- EXERCISE AIM
For the word "written", count the lines below that contain it. Give the number alone.

Stored entries:

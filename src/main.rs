#![forbid(unsafe_code)]
#![warn(clippy::all)]
#![warn(clippy::pedantic)]
#![warn(clippy::nursery)]
#![warn(clippy::unwrap_used)]
#![warn(clippy::todo)]
#![warn(clippy::panic)]
#![warn(clippy::dbg_macro)]
#![warn(clippy::print_stdout)]
#![warn(clippy::print_stderr)]
#![warn(clippy::clone_on_ref_ptr)]
#![warn(unreachable_pub)]
#![warn(missing_debug_implementations)]
#![warn(unused_qualifications)]
#![deny(unused_must_use)]

use anyhow::Context;
use mail_gateway::adapters::storage::S3Storage;
use mail_gateway::config::Config;
use mail_gateway::{AppBuilder, telemetry};
use std::net::SocketAddr;
use std::sync::Arc;
use std::time::Duration;
use tokio::sync::watch;
use tracing::Instrument;

#[tokio::main]
async fn main() -> anyhow::Result<()> {
    let config = Config::load();
    let telemetry_guard = telemetry::init_telemetry(&config.telemetry)?;

    mail_gateway::setup_panic_hook();

    let boot_span = tracing::info_span!("boot_server");
    let (listener, app_router, dispatcher, shutdown_tx, shutdown_rx, workers) = async {
        // Phase 1: Settings and external resources
        let settings_path = config.settings_path()?;
        let settings = config.load_settings()?;
        tracing::info!(
            path = %settings_path.display(),
            api_key_auth = settings.is_api_key_auth_enabled(),
            smtp_server = %settings.smtp_server,
            "settings loaded"
        );

        let (shutdown_tx, shutdown_rx) = watch::channel(false);
        mail_gateway::spawn_signal_handler(shutdown_tx.clone());

        let mut builder = AppBuilder::new(config.clone(), settings.clone());

        if let Some(store) = settings.object_store() {
            let s3_client = mail_gateway::initialize_s3_client(&store).await;
            let storage = S3Storage::new(s3_client, store.bucket.clone());
            storage.ensure_bucket().await.with_context(|| format!("failed to prepare bucket {}", store.bucket))?;
            tracing::info!(endpoint = %store.endpoint_url, bucket = %store.bucket, "attachment storage enabled");
            builder = builder.with_storage(Arc::new(storage));
        } else {
            tracing::info!("attachment storage not configured, attachment endpoint disabled");
        }

        // Phase 2: Component wiring
        let app = builder.build().await?;

        // Phase 3: Listener
        let addr: SocketAddr = format!("{}:{}", config.server.host, config.listen_port(&settings)).parse()?;
        tracing::info!(address = %addr, "listening");
        let listener = tokio::net::TcpListener::bind(addr).await?;

        Ok::<
            (
                tokio::net::TcpListener,
                axum::Router,
                mail_gateway::services::dispatcher::Dispatcher,
                watch::Sender<bool>,
                watch::Receiver<bool>,
                mail_gateway::Workers,
            ),
            anyhow::Error,
        >((listener, app.router, app.dispatcher, shutdown_tx, shutdown_rx, app.workers))
    }
    .instrument(boot_span)
    .await?;

    // Phase 4: Serve
    let worker_tasks = workers.spawn_all(shutdown_rx.clone());

    let mut api_rx = shutdown_rx.clone();
    let server = axum::serve(listener, app_router.into_make_service_with_connect_info::<SocketAddr>())
        .with_graceful_shutdown(async move {
            let _ = api_rx.wait_for(|&s| s).await;
        });

    if let Err(e) = server.await {
        tracing::error!(error = %e, "Server error");
    }

    // Phase 5: Drain in-flight dispatches and workers
    let _ = shutdown_tx.send(true);
    let timeout = Duration::from_secs(config.server.shutdown_timeout_secs);
    tracing::info!(in_flight = dispatcher.in_flight(), "Waiting for in-flight dispatches");

    tokio::select! {
        drained = async {
            futures::future::join_all(worker_tasks).await;
            dispatcher.drain(timeout).await
        } => {
            if drained {
                tracing::info!("Background tasks finished.");
            } else {
                tracing::warn!(in_flight = dispatcher.in_flight(), "Timeout waiting for dispatches to finish.");
            }
        }
        () = tokio::time::sleep(timeout) => {
            tracing::warn!("Timeout waiting for background tasks to finish.");
        }
    }

    telemetry_guard.shutdown();
    Ok(())
}
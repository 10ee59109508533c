use crate::adapters::storage::{ObjectStorage, StorageError};
use crate::domain::attachment::{AttachmentHandle, AttachmentLimits, AttachmentUpload, ResolvedAttachment};
use opentelemetry::{
    global,
    metrics::{Counter, Histogram},
};
use std::sync::Arc;
use thiserror::Error;

const MIB: usize = 1024 * 1024;

#[derive(Error, Debug)]
pub enum StagingError {
    #[error("You can only upload up to {max} attachments")]
    TooManyFiles { max: usize },
    #[error("Attachments must be smaller than {}", format_size(.max_bytes))]
    FileTooLarge { max_bytes: usize },
    #[error("Failed to upload attachment: {0}")]
    Storage(#[from] StorageError),
}

#[allow(clippy::trivially_copy_pass_by_ref)]
fn format_size(bytes: &usize) -> String {
    let bytes = *bytes;
    if bytes >= MIB && bytes % MIB == 0 { format!("{}MB", bytes / MIB) } else { format!("{bytes} bytes") }
}

#[derive(Clone, Debug)]
struct Metrics {
    staged_bytes: Counter<u64>,
    staged_size_bytes: Histogram<u64>,
}

impl Metrics {
    fn new() -> Self {
        let meter = global::meter("mail-gateway");
        Self {
            staged_bytes: meter
                .u64_counter("attachments_staged_bytes")
                .with_description("Total bytes of attachments written to the object store")
                .build(),
            staged_size_bytes: meter
                .u64_histogram("attachments_staged_size_bytes")
                .with_description("Distribution of staged attachment sizes")
                .build(),
        }
    }
}

/// Moves uploaded files into the object store ahead of dispatch and reads
/// them back when the message is composed.
#[derive(Clone, Debug)]
pub struct AttachmentService {
    storage: Arc<dyn ObjectStorage>,
    limits: AttachmentLimits,
    metrics: Metrics,
}

impl AttachmentService {
    #[must_use]
    pub fn new(storage: Arc<dyn ObjectStorage>, limits: AttachmentLimits) -> Self {
        Self { storage, limits, metrics: Metrics::new() }
    }

    #[must_use]
    pub const fn limits(&self) -> AttachmentLimits {
        self.limits
    }

    /// Count and size checks for a whole batch. Nothing is written.
    ///
    /// # Errors
    /// Returns `StagingError::TooManyFiles` or `StagingError::FileTooLarge`.
    pub fn check_batch(&self, uploads: &[AttachmentUpload]) -> Result<(), StagingError> {
        if uploads.len() > self.limits.max_count {
            return Err(StagingError::TooManyFiles { max: self.limits.max_count });
        }
        if uploads.iter().any(|u| u.data.len() > self.limits.max_size_bytes) {
            return Err(StagingError::FileTooLarge { max_bytes: self.limits.max_size_bytes });
        }
        Ok(())
    }

    /// Stores one file under a fresh unique key.
    ///
    /// # Errors
    /// Returns `StagingError::FileTooLarge` if the file exceeds the ceiling, or
    /// `StagingError::Storage` if the object store rejects the write.
    #[tracing::instrument(err(level = "warn"), skip(self, upload), fields(attachment_key = tracing::field::Empty, attachment_size = upload.data.len()))]
    pub async fn stage(&self, upload: AttachmentUpload) -> Result<AttachmentHandle, StagingError> {
        if upload.data.len() > self.limits.max_size_bytes {
            return Err(StagingError::FileTooLarge { max_bytes: self.limits.max_size_bytes });
        }

        let handle = AttachmentHandle::generate(&upload.filename);
        tracing::Span::current().record("attachment_key", tracing::field::display(&handle.key));

        let size = upload.data.len() as u64;
        self.storage.put(&handle.key, upload.data, handle.content_type).await?;

        self.metrics.staged_bytes.add(size, &[]);
        self.metrics.staged_size_bytes.record(size, &[]);
        tracing::debug!(content_type = handle.content_type, "Attachment staged");

        Ok(handle)
    }

    /// Stages a request's whole batch or nothing. The batch is checked before
    /// any write, and if a write fails midway the objects already stored for
    /// this batch are deleted again.
    ///
    /// # Errors
    /// Returns the first `StagingError` encountered.
    #[tracing::instrument(err(level = "warn"), skip(self, uploads), fields(attachment_count = uploads.len()))]
    pub async fn stage_all(&self, uploads: Vec<AttachmentUpload>) -> Result<Vec<AttachmentHandle>, StagingError> {
        self.check_batch(&uploads)?;

        let mut handles = Vec::with_capacity(uploads.len());
        for upload in uploads {
            match self.stage(upload).await {
                Ok(handle) => handles.push(handle),
                Err(e) => {
                    self.discard(&handles).await;
                    return Err(e);
                }
            }
        }

        Ok(handles)
    }

    /// Best-effort removal of staged objects.
    pub async fn discard(&self, handles: &[AttachmentHandle]) {
        for handle in handles {
            if let Err(e) = self.storage.delete(&handle.key).await {
                tracing::warn!(error = %e, key = %handle.key, "Failed to remove staged attachment");
            }
        }
    }

    /// Reads staged attachments back for embedding. Filename and content type
    /// are recovered from each object key.
    ///
    /// # Errors
    /// Returns the `StorageError` of the first object that cannot be read.
    pub async fn resolve(&self, keys: &[String]) -> Result<Vec<ResolvedAttachment>, StorageError> {
        let mut resolved = Vec::with_capacity(keys.len());
        for key in keys {
            let data = self.storage.get(key).await?;
            let AttachmentHandle { filename, content_type, .. } = AttachmentHandle::from_key(key);
            resolved.push(ResolvedAttachment { filename, content_type, data });
        }
        Ok(resolved)
    }
}
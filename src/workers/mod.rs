pub mod attachment_cleanup;

pub use attachment_cleanup::AttachmentCleanupWorker;
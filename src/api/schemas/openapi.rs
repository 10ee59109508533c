//! Typed subset of the `OpenAPI` 3 document model, enough to describe this API.

use serde::Serialize;
use std::collections::BTreeMap;

pub type SecurityRequirement = BTreeMap<&'static str, Vec<&'static str>>;

#[derive(Debug, Serialize)]
pub struct OpenApi {
    pub openapi: &'static str,
    pub info: Info,
    pub paths: BTreeMap<&'static str, PathItem>,
    pub components: Components,
}

#[derive(Debug, Serialize)]
pub struct Info {
    pub title: String,
    pub description: String,
    pub version: &'static str,
}

#[derive(Debug, Default, Serialize)]
pub struct PathItem {
    #[serde(skip_serializing_if = "Option::is_none")]
    pub get: Option<Operation>,
    #[serde(skip_serializing_if = "Option::is_none")]
    pub post: Option<Operation>,
}

#[derive(Debug, Serialize)]
#[serde(rename_all = "camelCase")]
pub struct Operation {
    pub summary: &'static str,
    pub description: &'static str,
    pub tags: Vec<&'static str>,
    #[serde(skip_serializing_if = "Option::is_none")]
    pub request_body: Option<RequestBody>,
    pub responses: BTreeMap<&'static str, Response>,
    #[serde(skip_serializing_if = "Vec::is_empty")]
    pub security: Vec<SecurityRequirement>,
}

#[derive(Debug, Serialize)]
pub struct RequestBody {
    pub required: bool,
    pub content: BTreeMap<&'static str, MediaType>,
}

#[derive(Debug, Serialize)]
pub struct MediaType {
    pub schema: Schema,
}

#[derive(Debug, Serialize)]
pub struct Response {
    pub description: &'static str,
    #[serde(skip_serializing_if = "BTreeMap::is_empty")]
    pub content: BTreeMap<&'static str, MediaType>,
}

#[derive(Debug, Default, Serialize)]
#[serde(rename_all = "camelCase")]
pub struct Components {
    pub schemas: BTreeMap<&'static str, Schema>,
    #[serde(skip_serializing_if = "BTreeMap::is_empty")]
    pub security_schemes: BTreeMap<&'static str, SecurityScheme>,
}

#[derive(Debug, Serialize)]
pub struct SecurityScheme {
    #[serde(rename = "type")]
    pub kind: &'static str,
    #[serde(rename = "in")]
    pub location: &'static str,
    pub name: &'static str,
}

#[derive(Debug, Default, Serialize)]
pub struct Schema {
    #[serde(rename = "$ref", skip_serializing_if = "Option::is_none")]
    pub reference: Option<String>,
    #[serde(rename = "type", skip_serializing_if = "Option::is_none")]
    pub kind: Option<&'static str>,
    #[serde(skip_serializing_if = "Option::is_none")]
    pub format: Option<&'static str>,
    #[serde(skip_serializing_if = "Option::is_none")]
    pub description: Option<String>,
    #[serde(rename = "enum", skip_serializing_if = "Vec::is_empty")]
    pub enum_values: Vec<&'static str>,
    #[serde(skip_serializing_if = "Option::is_none")]
    pub default: Option<serde_json::Value>,
    #[serde(rename = "maxLength", skip_serializing_if = "Option::is_none")]
    pub max_length: Option<usize>,
    #[serde(rename = "maxItems", skip_serializing_if = "Option::is_none")]
    pub max_items: Option<usize>,
    #[serde(skip_serializing_if = "Option::is_none")]
    pub items: Option<Box<Schema>>,
    #[serde(skip_serializing_if = "BTreeMap::is_empty")]
    pub properties: BTreeMap<&'static str, Schema>,
    #[serde(skip_serializing_if = "Vec::is_empty")]
    pub required: Vec<&'static str>,
}

impl Schema {
    #[must_use]
    pub fn reference(name: &str) -> Self {
        Self { reference: Some(format!("#/components/schemas/{name}")), ..Self::default() }
    }

    #[must_use]
    pub fn typed(kind: &'static str) -> Self {
        Self { kind: Some(kind), ..Self::default() }
    }

    #[must_use]
    pub fn object(properties: Vec<(&'static str, Self)>, required: Vec<&'static str>) -> Self {
        Self { kind: Some("object"), properties: properties.into_iter().collect(), required, ..Self::default() }
    }

    #[must_use]
    pub fn described(mut self, description: impl Into<String>) -> Self {
        self.description = Some(description.into());
        self
    }

    #[must_use]
    pub const fn with_format(mut self, format: &'static str) -> Self {
        self.format = Some(format);
        self
    }

    #[must_use]
    pub const fn with_max_length(mut self, max: usize) -> Self {
        self.max_length = Some(max);
        self
    }
}
pub mod health;
pub mod mail;
pub mod openapi;
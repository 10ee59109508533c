use async_trait::async_trait;
use bytes::Bytes;
use thiserror::Error;
use time::OffsetDateTime;

pub mod memory;
pub mod s3;

pub use memory::MemoryStorage;
pub use s3::S3Storage;

#[derive(Error, Debug, Clone, PartialEq, Eq)]
pub enum StorageError {
    #[error("object not found: {0}")]
    NotFound(String),
    #[error("object store error: {0}")]
    Backend(String),
}

/// Durable blob store for staged attachments. Implementations must tolerate
/// concurrent writers.
#[async_trait]
pub trait ObjectStorage: Send + Sync + std::fmt::Debug + 'static {
    async fn put(&self, key: &str, data: Bytes, content_type: &str) -> Result<(), StorageError>;
    async fn get(&self, key: &str) -> Result<Bytes, StorageError>;
    async fn delete(&self, key: &str) -> Result<(), StorageError>;
    /// Keys of every object last modified before `cutoff`.
    async fn list_older_than(&self, cutoff: OffsetDateTime) -> Result<Vec<String>, StorageError>;
    /// Cheap reachability probe.
    async fn check(&self) -> Result<(), StorageError>;
}
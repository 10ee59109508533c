use crate::api::AppState;
use crate::api::schemas::openapi::{
    Components, Info, MediaType, OpenApi, Operation, PathItem, RequestBody, Response, Schema, SecurityRequirement,
    SecurityScheme,
};
use crate::config::Settings;
use crate::domain::attachment::AttachmentLimits;
use axum::{
    extract::State,
    http::{StatusCode, header},
    response::IntoResponse,
};
use serde_json::json;
use std::collections::BTreeMap;

pub const OPENAPI_PATH: &str = "/openapi.json";
pub const SEND_PATH: &str = "/v1/mail/send";
pub const SEND_WITH_ATTACHMENTS_PATH: &str = "/v1/mail/send-with-attachments";

const API_KEY_SCHEME: &str = "ApiKeyAuth";
const JSON: &str = "application/json";
const MULTIPART: &str = "multipart/form-data";

/// Serves the document built at startup.
pub async fn openapi_json(State(state): State<AppState>) -> impl IntoResponse {
    ([(header::CONTENT_TYPE, JSON)], state.openapi.clone())
}

/// `/` and `/docs` both point at the machine-readable document.
pub async fn redirect_to_openapi() -> impl IntoResponse {
    (StatusCode::FOUND, [(header::LOCATION, OPENAPI_PATH)])
}

/// Describes exactly the routes that get mounted for these settings.
#[must_use]
pub fn build_openapi(settings: &Settings, attachments: Option<AttachmentLimits>) -> OpenApi {
    let auth = settings.is_api_key_auth_enabled();
    let security: Vec<SecurityRequirement> =
        if auth { vec![BTreeMap::from([(API_KEY_SCHEME, Vec::new())])] } else { Vec::new() };

    let mut paths = BTreeMap::new();
    paths.insert(
        "/health",
        PathItem {
            get: Some(Operation {
                summary: "Health check",
                description: "Reports that the process is up. Dependencies are not probed.",
                tags: vec!["health"],
                request_body: None,
                responses: BTreeMap::from([("200", json_response("API is healthy", "HealthResponse"))]),
                security: Vec::new(),
            }),
            ..PathItem::default()
        },
    );
    paths.insert(
        SEND_PATH,
        PathItem {
            post: Some(Operation {
                summary: "Send an email",
                description: "Validates the request and hands it to the background dispatcher.",
                tags: vec!["email"],
                request_body: Some(request_body(JSON, "EmailRequest")),
                responses: mail_responses(auth, false),
                security: security.clone(),
            }),
            ..PathItem::default()
        },
    );

    let mut schemas = BTreeMap::from([
        ("EmailRequest", email_request_schema(settings)),
        (
            "SendEmailResponse",
            Schema::object(
                vec![
                    ("message", Schema::typed("string")),
                    ("email_id", Schema::typed("string").with_format("uuid")),
                ],
                vec!["message", "email_id"],
            ),
        ),
        (
            "HealthResponse",
            Schema::object(
                vec![
                    ("status", Schema::typed("string")),
                    ("timestamp", Schema::typed("string").with_format("date-time")),
                    ("version", Schema::typed("string")),
                ],
                vec!["status", "timestamp", "version"],
            ),
        ),
        ("ErrorResponse", Schema::object(vec![("error", Schema::typed("string"))], vec!["error"])),
    ]);

    if let Some(limits) = attachments {
        paths.insert(
            SEND_WITH_ATTACHMENTS_PATH,
            PathItem {
                post: Some(Operation {
                    summary: "Send an email with attachments",
                    description: "Stages the uploaded files, then hands the request to the background dispatcher.",
                    tags: vec!["email"],
                    request_body: Some(request_body(MULTIPART, "EmailWithAttachmentsForm")),
                    responses: mail_responses(auth, true),
                    security,
                }),
                ..PathItem::default()
            },
        );
        schemas.insert("EmailWithAttachmentsForm", attachments_form_schema(settings, limits));
    }

    let security_schemes = if auth {
        BTreeMap::from([(API_KEY_SCHEME, SecurityScheme { kind: "apiKey", location: "header", name: "X-API-Key" })])
    } else {
        BTreeMap::new()
    };

    OpenApi {
        openapi: "3.0.3",
        info: Info {
            title: settings.api_name.clone(),
            description: settings.api_description.clone(),
            version: env!("CARGO_PKG_VERSION"),
        },
        paths,
        components: Components { schemas, security_schemes },
    }
}

fn json_response(description: &'static str, schema: &str) -> Response {
    Response { description, content: BTreeMap::from([(JSON, MediaType { schema: Schema::reference(schema) })]) }
}

fn request_body(content_type: &'static str, schema: &str) -> RequestBody {
    RequestBody { required: true, content: BTreeMap::from([(content_type, MediaType { schema: Schema::reference(schema) })]) }
}

fn mail_responses(auth: bool, staging: bool) -> BTreeMap<&'static str, Response> {
    let mut responses = BTreeMap::from([
        ("200", json_response("Email accepted for background delivery", "SendEmailResponse")),
        ("400", json_response("Invalid request", "ErrorResponse")),
    ]);
    if auth {
        responses.insert("403", json_response("Invalid or missing API key", "ErrorResponse"));
    }
    if staging {
        responses.insert("500", json_response("Attachment storage failed", "ErrorResponse"));
    }
    responses
}

fn mail_properties(settings: &Settings) -> Vec<(&'static str, Schema)> {
    vec![
        (
            "recipient_email",
            Schema::typed("string").with_format("email").with_max_length(settings.max_len_recipient_email),
        ),
        ("subject", Schema::typed("string").with_max_length(settings.max_len_subject)),
        ("body", Schema::typed("string").with_max_length(settings.max_len_body)),
        (
            "body_type",
            Schema {
                kind: Some("string"),
                enum_values: vec!["plain", "html"],
                default: Some(json!("plain")),
                ..Schema::default()
            },
        ),
        (
            "debug",
            Schema { default: Some(json!(false)), ..Schema::typed("boolean") }
                .described("Also store the fully rendered message next to the outcome record"),
        ),
    ]
}

fn email_request_schema(settings: &Settings) -> Schema {
    Schema::object(mail_properties(settings), vec!["recipient_email", "subject", "body"])
}

fn attachments_form_schema(settings: &Settings, limits: AttachmentLimits) -> Schema {
    let mut properties = mail_properties(settings);
    properties.push((
        "attachments",
        Schema {
            kind: Some("array"),
            max_items: Some(limits.max_count),
            items: Some(Box::new(Schema::typed("string").with_format("binary"))),
            ..Schema::default()
        }
        .described(format!(
            "Up to {} files of at most {} bytes each",
            limits.max_count, limits.max_size_bytes
        )),
    ));
    Schema::object(properties, vec!["recipient_email", "subject", "body"])
}
#![allow(
    clippy::unwrap_used,
    clippy::panic,
    clippy::todo,
    clippy::missing_panics_doc,
    clippy::must_use_candidate,
    missing_debug_implementations,
    clippy::clone_on_ref_ptr,
    unreachable_pub,
    dead_code
)]
use async_trait::async_trait;
use mail_gateway::AppBuilder;
use mail_gateway::adapters::smtp::{MailTransport, TransportError};
use mail_gateway::adapters::storage::MemoryStorage;
use mail_gateway::config::{CleanupConfig, Config, LogFormat, ServerConfig, Settings, TelemetryConfig};
use mail_gateway::services::dispatcher::Dispatcher;
use std::path::{Path, PathBuf};
use std::sync::{Arc, Once};
use std::time::Duration;
use tokio::net::TcpListener;
use tokio::sync::Mutex;
use uuid::Uuid;

static INIT: Once = Once::new();

pub fn setup_tracing() {
    INIT.call_once(|| {
        let filter = tracing_subscriber::EnvFilter::try_from_default_env()
            .unwrap_or_else(|_| "warn".into())
            .add_directive("mail_gateway=debug".parse().unwrap())
            .add_directive("tower=warn".parse().unwrap())
            .add_directive("hyper=warn".parse().unwrap())
            .add_directive("reqwest=warn".parse().unwrap());

        tracing_subscriber::fmt().with_env_filter(filter).init();
    });
}

/// Stands in for the SMTP relay: keeps every rendered message, or refuses
/// all of them.
#[derive(Debug, Default)]
pub struct FakeTransport {
    refuse: bool,
    pub sent: Mutex<Vec<String>>,
}

impl FakeTransport {
    pub fn refusing() -> Self {
        Self { refuse: true, sent: Mutex::default() }
    }

    pub async fn sent(&self) -> Vec<String> {
        self.sent.lock().await.clone()
    }
}

#[async_trait]
impl MailTransport for FakeTransport {
    async fn deliver(&self, message: lettre::Message) -> Result<(), TransportError> {
        if self.refuse {
            return Err(TransportError::Delivery("Connection refused".into()));
        }
        self.sent.lock().await.push(String::from_utf8_lossy(&message.formatted()).into_owned());
        Ok(())
    }
}

pub fn test_settings() -> Settings {
    let mut settings = Settings {
        smtp_server: "smtp.invalid".to_string(),
        sender_email: "sender@example.com".to_string(),
        sender_domain: "example.com".to_string(),
        use_password: true,
        ..Settings::default()
    };
    settings.apply_defaults();
    settings
}

pub fn test_config(data_dir: &Path) -> Config {
    Config {
        settings: None,
        data_dir: data_dir.to_path_buf(),
        server: ServerConfig {
            host: "127.0.0.1".to_string(),
            port: Some(0),
            trusted_proxies: vec!["127.0.0.1/32".parse().unwrap()],
            shutdown_timeout_secs: 5,
        },
        cleanup: CleanupConfig { interval_secs: 3600, retention_hours: 0 },
        telemetry: TelemetryConfig { log_format: LogFormat::Text, otlp_endpoint: None },
    }
}

pub struct TestAppBuilder {
    settings: Settings,
    transport: Arc<FakeTransport>,
    storage: Option<Arc<MemoryStorage>>,
}

impl TestAppBuilder {
    pub fn api_key(mut self, key: &str) -> Self {
        self.settings.api_key = key.to_string();
        self
    }

    pub fn settings(mut self, f: impl FnOnce(&mut Settings)) -> Self {
        f(&mut self.settings);
        self
    }

    pub fn refusing_transport(mut self) -> Self {
        self.transport = Arc::new(FakeTransport::refusing());
        self
    }

    pub fn with_storage(mut self) -> Self {
        self.storage = Some(Arc::new(MemoryStorage::new()));
        self
    }

    pub async fn spawn(self) -> TestApp {
        setup_tracing();

        let data_dir = std::env::temp_dir().join(format!("mail-gateway-test-{}", Uuid::new_v4()));
        let config = test_config(&data_dir);

        let mut builder = AppBuilder::new(config, self.settings).with_transport(self.transport.clone());
        if let Some(storage) = &self.storage {
            builder = builder.with_storage(storage.clone());
        }
        let app = builder.build().await.unwrap();

        let listener = TcpListener::bind("127.0.0.1:0").await.unwrap();
        let addr = listener.local_addr().unwrap();
        let router = app.router;

        tokio::spawn(async move {
            axum::serve(listener, router.into_make_service_with_connect_info::<std::net::SocketAddr>())
                .await
                .unwrap();
        });

        TestApp {
            server_url: format!("http://{addr}"),
            client: reqwest::Client::builder().redirect(reqwest::redirect::Policy::none()).build().unwrap(),
            transport: self.transport,
            storage: self.storage,
            dispatcher: app.dispatcher,
            data_dir,
        }
    }
}

pub struct TestApp {
    pub server_url: String,
    pub client: reqwest::Client,
    pub transport: Arc<FakeTransport>,
    pub storage: Option<Arc<MemoryStorage>>,
    pub dispatcher: Dispatcher,
    pub data_dir: PathBuf,
}

impl TestApp {
    pub fn builder() -> TestAppBuilder {
        TestAppBuilder { settings: test_settings(), transport: Arc::new(FakeTransport::default()), storage: None }
    }

    pub async fn spawn() -> Self {
        Self::builder().spawn().await
    }

    pub async fn send(&self, payload: &serde_json::Value) -> reqwest::Response {
        self.client.post(format!("{}/v1/mail/send", self.server_url)).json(payload).send().await.unwrap()
    }

    /// Waits for every accepted dispatch to finish.
    pub async fn drain(&self) {
        assert!(self.dispatcher.drain(Duration::from_secs(5)).await, "dispatches did not finish in time");
    }

    /// Finds the outcome record for `email_id`, whichever date directory it landed in.
    pub async fn wait_for_record(&self, email_id: &str, status: &str) -> serde_json::Value {
        for _ in 0..100 {
            if let Some(path) = self.find_file(status, &format!("{email_id}.json")) {
                let raw = std::fs::read_to_string(path).unwrap();
                return serde_json::from_str(&raw).unwrap();
            }
            tokio::time::sleep(Duration::from_millis(50)).await;
        }
        panic!("no {status} record for {email_id} under {}", self.data_dir.display());
    }

    pub fn debug_dump(&self, email_id: &str) -> Option<String> {
        self.find_file("debug", &format!("{email_id}_email.txt")).map(|p| std::fs::read_to_string(p).unwrap())
    }

    /// Number of outcome records written so far.
    pub fn record_count(&self) -> usize {
        let Ok(dates) = std::fs::read_dir(&self.data_dir) else {
            return 0;
        };
        dates
            .flatten()
            .flat_map(|date| ["success", "failure"].map(|s| date.path().join(s)))
            .filter_map(|dir| std::fs::read_dir(dir).ok())
            .map(|entries| entries.flatten().filter(|e| e.path().extension().is_some_and(|x| x == "json")).count())
            .sum()
    }

    fn find_file(&self, subdir: &str, name: &str) -> Option<PathBuf> {
        std::fs::read_dir(&self.data_dir)
            .ok()?
            .flatten()
            .map(|date| date.path().join(subdir).join(name))
            .find(|p| p.exists())
    }
}

impl Drop for TestApp {
    fn drop(&mut self) {
        let _ = std::fs::remove_dir_all(&self.data_dir);
    }
}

- RESULT
3